If our self-worth, importance, identity or competence comes from work, our successes go to our head and our failures go to our heart. If we are not absolutely certain of our worth, we’ll be whipped back and forth but faith can keep us grounded in the stormiest of times.
Faith reminds us of the dignity of all work.
With this truth central in our hearts, we won’t have a belittling attitude toward others’ work. The shutdowns during the pandemic revealed and reminded us of some of the unsung heroes in our midst. Our uplifting of them showed we valued their dedication and work, that their work very much mattered.
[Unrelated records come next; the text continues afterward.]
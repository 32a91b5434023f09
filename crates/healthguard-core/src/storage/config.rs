//! TOML-based application configuration.
//!
//! Stores user preferences including:
//! - Reminder interval and daily goals
//! - Statistics window and history page size
//! - Log level
//!
//! Configuration is stored at `~/.config/healthguard/config.toml`.

use serde::{Deserialize, Serialize};
use std::path::{Path, PathBuf};

use super::data_dir;
use crate::error::{ConfigError, Result};
use crate::stats::{Goals, DEFAULT_WINDOW};

/// Reminder and goal settings.
#[derive(Debug, Clone, Copy, PartialEq, Eq, Serialize, Deserialize)]
pub struct ReminderConfig {
    /// Minutes between reminders.
    #[serde(default = "default_reminder_interval")]
    pub reminder_interval: u32,
    /// Daily water goal in ml.
    #[serde(default = "default_daily_water_goal")]
    pub daily_water_goal: u32,
    #[serde(default = "default_daily_stand_goal")]
    pub daily_stand_goal: u32,
    /// Amount logged per drink, in ml.
    #[serde(default = "default_water_per_drink")]
    pub water_per_drink: u32,
}

/// Statistics and history view settings.
#[derive(Debug, Clone, Serialize, Deserialize)]
pub struct StatsConfig {
    /// Number of most recent records used for statistics.
    #[serde(default = "default_window")]
    pub window: u32,
    #[serde(default = "default_page_size")]
    pub page_size: u32,
}

#[derive(Debug, Clone, Serialize, Deserialize)]
pub struct LoggingConfig {
    #[serde(default = "default_log_level")]
    pub level: String,
}

/// Application configuration.
///
/// Serialized to/from TOML at `~/.config/healthguard/config.toml`.
#[derive(Debug, Clone, Default, Serialize, Deserialize)]
pub struct Config {
    #[serde(default)]
    pub reminder: ReminderConfig,
    #[serde(default)]
    pub stats: StatsConfig,
    #[serde(default)]
    pub logging: LoggingConfig,
}

// Default functions
fn default_reminder_interval() -> u32 {
    30
}
fn default_daily_water_goal() -> u32 {
    2000
}
fn default_daily_stand_goal() -> u32 {
    12
}
fn default_water_per_drink() -> u32 {
    200
}
fn default_window() -> u32 {
    DEFAULT_WINDOW as u32
}
fn default_page_size() -> u32 {
    5
}
fn default_log_level() -> String {
    "info".into()
}

impl Default for ReminderConfig {
    fn default() -> Self {
        Self {
            reminder_interval: default_reminder_interval(),
            daily_water_goal: default_daily_water_goal(),
            daily_stand_goal: default_daily_stand_goal(),
            water_per_drink: default_water_per_drink(),
        }
    }
}

impl Default for StatsConfig {
    fn default() -> Self {
        Self {
            window: default_window(),
            page_size: default_page_size(),
        }
    }
}

impl Default for LoggingConfig {
    fn default() -> Self {
        Self {
            level: default_log_level(),
        }
    }
}

impl ReminderConfig {
    /// Replace every zero field with its default.
    pub fn validated(self) -> Self {
        let fallback = Self::default();
        let pick = |name: &str, value: u32, default: u32| {
            if value == 0 {
                tracing::warn!(field = name, default, "non-positive setting, using default");
                default
            } else {
                value
            }
        };
        Self {
            reminder_interval: pick(
                "reminder_interval",
                self.reminder_interval,
                fallback.reminder_interval,
            ),
            daily_water_goal: pick(
                "daily_water_goal",
                self.daily_water_goal,
                fallback.daily_water_goal,
            ),
            daily_stand_goal: pick(
                "daily_stand_goal",
                self.daily_stand_goal,
                fallback.daily_stand_goal,
            ),
            water_per_drink: pick(
                "water_per_drink",
                self.water_per_drink,
                fallback.water_per_drink,
            ),
        }
    }

    /// Reminder interval as a duration.
    pub fn interval(&self) -> chrono::Duration {
        chrono::Duration::minutes(i64::from(self.reminder_interval))
    }

    pub fn goals(&self) -> Goals {
        Goals {
            water_ml: u64::from(self.daily_water_goal),
            stand_count: u64::from(self.daily_stand_goal),
        }
    }
}

impl Config {
    fn get_json_value_by_path<'a>(
        root: &'a serde_json::Value,
        key: &str,
    ) -> Option<&'a serde_json::Value> {
        if key.is_empty() {
            return None;
        }

        let mut current = root;
        for part in key.split('.') {
            current = current.get(part)?;
        }
        Some(current)
    }

    fn set_json_value_by_path(
        root: &mut serde_json::Value,
        key: &str,
        value: &str,
    ) -> Result<(), ConfigError> {
        let unknown = || ConfigError::UnknownKey(key.to_string());
        let invalid = |message: String| ConfigError::InvalidValue {
            key: key.to_string(),
            message,
        };

        let mut parts = key.split('.').peekable();
        if key.is_empty() {
            return Err(unknown());
        }

        let mut current = root;
        while let Some(part) = parts.next() {
            let is_leaf = parts.peek().is_none();
            if is_leaf {
                let obj = current.as_object_mut().ok_or_else(unknown)?;
                let existing = obj.get(part).ok_or_else(unknown)?;

                let new_value = match existing {
                    serde_json::Value::Bool(_) => serde_json::Value::Bool(
                        value
                            .parse::<bool>()
                            .map_err(|e| invalid(e.to_string()))?,
                    ),
                    serde_json::Value::Number(_) => {
                        let n = value
                            .parse::<u32>()
                            .map_err(|_| invalid(format!("cannot parse '{value}' as number")))?;
                        if n == 0 {
                            return Err(invalid("must be a positive integer".into()));
                        }
                        serde_json::Value::Number(n.into())
                    }
                    serde_json::Value::Object(_) | serde_json::Value::Array(_) => {
                        return Err(unknown());
                    }
                    _ => serde_json::Value::String(value.into()),
                };

                obj.insert(part.to_string(), new_value);
                return Ok(());
            }

            current = current.get_mut(part).ok_or_else(unknown)?;
        }

        Err(unknown())
    }

    /// Default location of the configuration file.
    pub fn path() -> Result<PathBuf> {
        Ok(data_dir()?.join("config.toml"))
    }

    /// Load from disk or return default.
    ///
    /// # Errors
    ///
    /// Returns an error if the config file exists but cannot be parsed,
    /// or if the default config cannot be written to disk.
    pub fn load() -> Result<Self> {
        Self::load_from(&Self::path()?)
    }

    /// Load from an explicit path, writing defaults there if it is missing.
    pub fn load_from(path: &Path) -> Result<Self> {
        match std::fs::read_to_string(path) {
            Ok(content) => {
                let cfg: Config = toml::from_str(&content).map_err(|e| ConfigError::LoadFailed {
                    path: path.to_path_buf(),
                    message: e.to_string(),
                })?;
                Ok(cfg)
            }
            Err(e) if e.kind() == std::io::ErrorKind::NotFound => {
                let cfg = Self::default();
                cfg.save_to(path)?;
                Ok(cfg)
            }
            Err(e) => Err(ConfigError::LoadFailed {
                path: path.to_path_buf(),
                message: e.to_string(),
            }
            .into()),
        }
    }

    /// Persist to disk.
    ///
    /// # Errors
    ///
    /// Returns an error if the config cannot be serialized or written to disk.
    pub fn save(&self) -> Result<()> {
        self.save_to(&Self::path()?)
    }

    pub fn save_to(&self, path: &Path) -> Result<()> {
        let save_failed = |message: String| ConfigError::SaveFailed {
            path: path.to_path_buf(),
            message,
        };
        let content = toml::to_string_pretty(self).map_err(|e| save_failed(e.to_string()))?;
        std::fs::write(path, content).map_err(|e| save_failed(e.to_string()))?;
        Ok(())
    }

    /// Get a config value as string by dot-separated key.
    pub fn get(&self, key: &str) -> Option<String> {
        let json = serde_json::to_value(self).ok()?;
        let val = Self::get_json_value_by_path(&json, key)?;
        match val {
            serde_json::Value::String(s) => Some(s.clone()),
            serde_json::Value::Object(_) => None,
            other => Some(other.to_string()),
        }
    }

    /// Set a config value by key in memory. Returns error if key is unknown
    /// or the value does not fit the field.
    ///
    /// # Errors
    ///
    /// Returns an error if the key is unknown or the value cannot be parsed.
    pub fn set(&mut self, key: &str, value: &str) -> Result<()> {
        let mut json = serde_json::to_value(&*self)?;
        Self::set_json_value_by_path(&mut json, key, value)?;
        *self = serde_json::from_value(json)?;
        Ok(())
    }

    /// Load from disk, returning default on error.
    /// This is a convenience method that never fails.
    pub fn load_or_default() -> Self {
        Self::load().unwrap_or_else(|e| {
            tracing::warn!(error = %e, "failed to load config, using defaults");
            Self::default()
        })
    }
}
Faith gives us a moral compass without which work could corrupt us.
With so much pressure for profitability, and with culture leaning toward moral relativity, leaving our faith at the door may cause our clarity and conviction to become soggy and soupy.
Lastly, faith gives us a world view that shapes the character of our work, and without faith, our work could master and use us.
We might find ourselves giving more to our jobs than to our families, which in turn causes us to prioritize in a disordered manner, putting our best effort, energy and position toward work. Our work has the potential to shape us if we walk unaware of if we are shaping or being shaped by our work environment.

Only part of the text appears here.